In der ersten Ausgabe 2021 des Juris PraxisReports Insolvenzrecht hat unser Kollege Rechtsanwalt Dr. Buchholz sich mit einer Entscheidung des Landgerichts Regensburg (die Entscheidung finden Sie hier) zu den Voraussetzungen der Bestellung zum Pflichtverteidiger in Insolvenzstrafsachen auseinandergesetzt.

Das LG Regensburg hatte in einem Strafverfahren wegen des Vorwurfs zweier vorsätzlicher (GmbH-) Insolvenzverschleppungen zu entscheiden, ob die Voraussetzungen notwendiger Verteidigung vorliegen.
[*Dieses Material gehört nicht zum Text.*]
//! Quality-gated iterative refinement of image edits.
//!
//! Each iteration edits the image with the current instruction, has the
//! judge model score the result against the original request, and either
//! accepts the edit or rewrites the instruction for the next try. Strictly
//! sequential: every instruction depends on the previous attempt's judged
//! outcome, so there is nothing to parallelize.

use std::sync::Arc;

use tracing::{debug, info, instrument, warn};

use crate::enhance::PromptEnhancer;
use crate::error::Result;
use crate::gateway::{Artifact, MediaGateway};
use crate::models::{Attempt, RefinementSession, SessionOutcome, ValidationResult};
use crate::storage::ArtifactSink;
use crate::structured;

/// Confidence a passing validation must exceed for the session to accept an
/// edit. Fixed rather than caller-tunable: biased toward fewer false accepts
/// at the cost of extra remote calls.
pub const ACCEPTANCE_THRESHOLD: f64 = 0.7;

/// Runs edit → judge → rewrite cycles until an edit is accepted or the retry
/// budget runs out.
#[derive(Clone)]
pub struct RefinementLoop {
    gateway: Arc<dyn MediaGateway>,
    enhancer: PromptEnhancer,
    sink: ArtifactSink,
}

impl RefinementLoop {
    pub fn new(gateway: Arc<dyn MediaGateway>, sink: ArtifactSink) -> Self {
        let enhancer = PromptEnhancer::new(gateway.clone());
        Self {
            gateway,
            enhancer,
            sink,
        }
    }

    /// Refine an edit of `image` until the judge accepts it or `retry_budget`
    /// attempts have been spent.
    ///
    /// Always reaches a terminal session: edit failures, judge failures and
    /// malformed replies are absorbed into the attempt log, never raised. The
    /// only `Err` cases are persisting the accepted artifact.
    #[instrument(skip(self, image), fields(budget = retry_budget))]
    pub async fn run(
        &self,
        image: &Artifact,
        original_instruction: &str,
        retry_budget: usize,
    ) -> Result<RefinementSession> {
        let retry_budget = retry_budget.max(1);
        let mut session = RefinementSession::new(original_instruction, retry_budget);
        let mut current = original_instruction.to_string();

        for sequence in 1..=retry_budget {
            debug!(sequence, instruction = %current, "starting edit attempt");

            let outcome = match self.gateway.edit_image(image, &current).await {
                Ok(outcome) if outcome.artifacts.is_empty() => {
                    // The backend answered but produced no image; treat the
                    // same as a failed edit call.
                    self.record_edit_failure(
                        &mut session,
                        sequence,
                        &mut current,
                        "edit returned no image".to_string(),
                    )
                    .await;
                    continue;
                }
                Ok(outcome) => outcome,
                Err(err) => {
                    self.record_edit_failure(&mut session, sequence, &mut current, err.to_string())
                        .await;
                    continue;
                }
            };

            let validation = self
                .judge(image, original_instruction, &outcome.description)
                .await;
            let accepted = validation.passed && validation.confidence > ACCEPTANCE_THRESHOLD;
            debug!(
                sequence,
                passed = validation.passed,
                confidence = validation.confidence,
                accepted,
                "edit judged"
            );

            let mut attempt = Attempt::edit_succeeded(
                sequence,
                current.clone(),
                outcome.description.clone(),
                validation,
            );

            if accepted {
                let stored = self
                    .sink
                    .persist(&outcome.artifacts[0], original_instruction)
                    .await?;
                session.attempts.push(attempt);
                session.outcome = SessionOutcome::Succeeded;
                session.final_instruction = current;
                session.final_description = Some(outcome.description);
                session.final_artifact = Some(stored);
                info!(
                    attempts = session.total_attempts(),
                    "refinement accepted an edit"
                );
                return Ok(session);
            }

            // Rewrite for the next try, unless this was the last one.
            if sequence < retry_budget {
                let analysis = attempt
                    .validation
                    .as_ref()
                    .map(|v| v.analysis.clone())
                    .unwrap_or_default();
                let enhancement = self.enhancer.enhance(&current, &analysis).await;
                current = enhancement.instruction.clone();
                attempt.enhancement = Some(enhancement);
            }
            session.attempts.push(attempt);
        }

        warn!(
            attempts = session.total_attempts(),
            "refinement budget exhausted without an accepted edit"
        );
        session.outcome = SessionOutcome::Exhausted;
        session.final_instruction = current;
        Ok(session)
    }

    /// A failed edit call consumes the iteration but not a validation: the
    /// failure reason goes straight to the enhancer and the rewritten
    /// instruction feeds the next attempt.
    async fn record_edit_failure(
        &self,
        session: &mut RefinementSession,
        sequence: usize,
        current: &mut String,
        reason: String,
    ) {
        warn!(sequence, reason = %reason, "edit call failed");
        let enhancement = self.enhancer.enhance(current, &reason).await;
        let next = enhancement.instruction.clone();
        session
            .attempts
            .push(Attempt::edit_failed(sequence, current.clone(), reason, enhancement));
        *current = next;
    }

    /// Judge one edit. A failed judge call degrades to a failing validation
    /// so the loop keeps running inside its budget.
    async fn judge(
        &self,
        image: &Artifact,
        original_instruction: &str,
        edit_description: &str,
    ) -> ValidationResult {
        match self
            .gateway
            .judge_edit(image, original_instruction, edit_description)
            .await
        {
            Ok(raw) => structured::parse_validation(&raw),
            Err(err) => {
                warn!(error = %err, "judge call failed; failing validation");
                ValidationResult::from_call_failure(err)
            }
        }
    }
}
Die Generalklausel des § 140 Abs. 2 StPO hat den folgenden Wortlaut:

„Ein Fall der notwendigen Verteidigung liegt auch vor, wenn wegen der Schwere der Tat, der Schwere der zu erwartenden Rechtsfolge oder wegen der Schwierigkeit der Sach- oder Rechtslage die Mitwirkung eines Verteidigers geboten erscheint oder wenn ersichtlich ist, dass sich der Beschuldigte nicht selbst verteidigen kann.“

Bei Insolvenzstrafsachen ist insbesondere der Aspekt der schwierigen Sachlage von Bedeutung.
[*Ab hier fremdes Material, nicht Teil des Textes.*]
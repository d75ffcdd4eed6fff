//! Remote operation gateway: the seam between the engines and the generative
//! media backend.
//!
//! The engines never talk to a concrete client. They hold an
//! `Arc<dyn MediaGateway>` so production code can wire in an HTTP-backed
//! implementation while tests inject scripted fakes. The gateway reports
//! quota exhaustion as a typed [`GatewayError::RateLimited`] variant rather
//! than leaving callers to sniff "429" substrings out of error messages.

use std::time::Duration;

use async_trait::async_trait;
use thiserror::Error;

use crate::config::VideoRequest;

/// Errors surfaced by a gateway implementation.
///
/// The split matters: `RateLimited` is the only retryable condition, and the
/// engines handle it with bounded backoff. Everything else is `Fatal` and
/// propagates verbatim.
#[derive(Debug, Clone, Error)]
pub enum GatewayError {
    /// The remote service rejected the call because throughput was exceeded.
    ///
    /// `retry_after` carries the server's hint when one was present in the
    /// response; the backoff schedule is used otherwise.
    #[error("rate limited by remote service")]
    RateLimited { retry_after: Option<Duration> },

    /// Any non-quota remote failure. Not retried.
    #[error("remote service error: {0}")]
    Fatal(String),
}

impl GatewayError {
    pub fn rate_limited() -> Self {
        Self::RateLimited { retry_after: None }
    }

    pub fn is_rate_limit(&self) -> bool {
        matches!(self, Self::RateLimited { .. })
    }
}

/// Opaque handle to a long-running remote job, assigned by the service.
#[derive(Debug, Clone, PartialEq, Eq)]
pub struct JobHandle {
    pub id: String,
}

impl JobHandle {
    pub fn new(id: impl Into<String>) -> Self {
        Self { id: id.into() }
    }
}

/// Raw media payload moving across the gateway boundary.
#[derive(Clone, PartialEq, Eq)]
pub struct Artifact {
    pub bytes: Vec<u8>,
    pub mime_type: String,
}

impl Artifact {
    pub fn new(bytes: impl Into<Vec<u8>>, mime_type: impl Into<String>) -> Self {
        Self {
            bytes: bytes.into(),
            mime_type: mime_type.into(),
        }
    }
}

impl std::fmt::Debug for Artifact {
    fn fmt(&self, f: &mut std::fmt::Formatter<'_>) -> std::fmt::Result {
        f.debug_struct("Artifact")
            .field("bytes", &format_args!("{} bytes", self.bytes.len()))
            .field("mime_type", &self.mime_type)
            .finish()
    }
}

/// One status check of a long-running job.
#[derive(Debug, Clone, Default)]
pub struct JobPoll {
    pub done: bool,
    pub artifacts: Vec<Artifact>,
    /// Error detail reported by the service for a job that finished badly.
    pub error: Option<String>,
}

impl JobPoll {
    pub fn pending() -> Self {
        Self::default()
    }

    pub fn completed(artifacts: Vec<Artifact>) -> Self {
        Self {
            done: true,
            artifacts,
            error: None,
        }
    }

    pub fn failed(error: impl Into<String>) -> Self {
        Self {
            done: true,
            artifacts: Vec::new(),
            error: Some(error.into()),
        }
    }
}

/// Result of a synchronous image edit call.
///
/// An empty `artifacts` list is how the backend signals an edit that produced
/// no image; the refinement loop treats that as a failed attempt.
#[derive(Debug, Clone)]
pub struct EditOutcome {
    pub description: String,
    pub artifacts: Vec<Artifact>,
}

/// Async client abstraction over the generative media service.
///
/// Implementations own transport concerns (authentication, timeouts,
/// serialization of the actual wire protocol). The engines only rely on the
/// error taxonomy: `RateLimited` vs `Fatal`.
#[async_trait]
pub trait MediaGateway: Send + Sync {
    /// Submit a video generation job. Returns quickly with a handle; the job
    /// completes asynchronously and is observed via [`Self::poll_job`].
    async fn create_video_job(
        &self,
        request: &VideoRequest,
    ) -> std::result::Result<JobHandle, GatewayError>;

    /// Check the status of a previously submitted job. Idempotent.
    async fn poll_job(&self, handle: &JobHandle)
        -> std::result::Result<JobPoll, GatewayError>;

    /// Apply an instruction to an image and return the edited result.
    async fn edit_image(
        &self,
        image: &Artifact,
        instruction: &str,
    ) -> std::result::Result<EditOutcome, GatewayError>;

    /// Ask the judge model whether an edit satisfied the original
    /// instruction. Returns the raw model reply; parsing (and degradation on
    /// malformed output) happens in [`crate::structured`].
    async fn judge_edit(
        &self,
        original: &Artifact,
        instruction: &str,
        edit_description: &str,
    ) -> std::result::Result<String, GatewayError>;

    /// Ask the rewrite model for an improved instruction given a failure or
    /// low-confidence signal. Returns the raw model reply.
    async fn rewrite_instruction(
        &self,
        instruction: &str,
        context: &str,
    ) -> std::result::Result<String, GatewayError>;
}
Eine schwierige Sachlage wurde von der Rechtsprechung häufig (bei Berücksichtigung aller Umstände in einer Gesamtschau) dann angenommen, wenn Akteneinsicht zur Verteidigung notwendig war. Akteneinsicht wurde bis vor wenigen Jahren ausschließlich Verteidigern gewährt. Die entsprechende Norm (§ 147 StPO) wurde jedoch im Jahr 2017 grundlegend reformiert. Nun haben auch Beschuldigte selbst das Recht, Einsicht in die Akten zu nehmen. Damit stellt sich die Frage, inwieweit die Rechtsprechung sich ändern wird. Hier ist vieles noch im Fluss.

Nach Auffassung von RA Dr. Buchholz (und im Ergebnis auch des LG Regensburg) ist das Akteneinsichts-Argument aber auch heute noch valide. Denn eine effektive Ausübung des Akteneinsichtsrechts erschöpft sich nicht in der – insoweit auch dem Beschuldigten eröffneten – Möglichkeit der Kenntnisnahme der Akten, sondern erfordert ein Verständnis des Akteninhalts und dessen sachgerechte straf- und strafprozessuale Bewertung im Hinblick auf Verteidigungschancen bzw. -strategie. Deshalb ist es dann rechtlich geboten, einen Pflichtverteidiger zu bestellen.

So verhält es sich insbesondere in Wirtschaftsstrafsachen wie der vorsätzlichen Insolvenzverschleppung. Erst recht muss dies für Sachverhalte gelten, in denen sich die Staatsanwaltschaft zur Erschließung des komplizierten Akteninhalts einer Bilanzbuchhaltungs-Fachkraft bedient.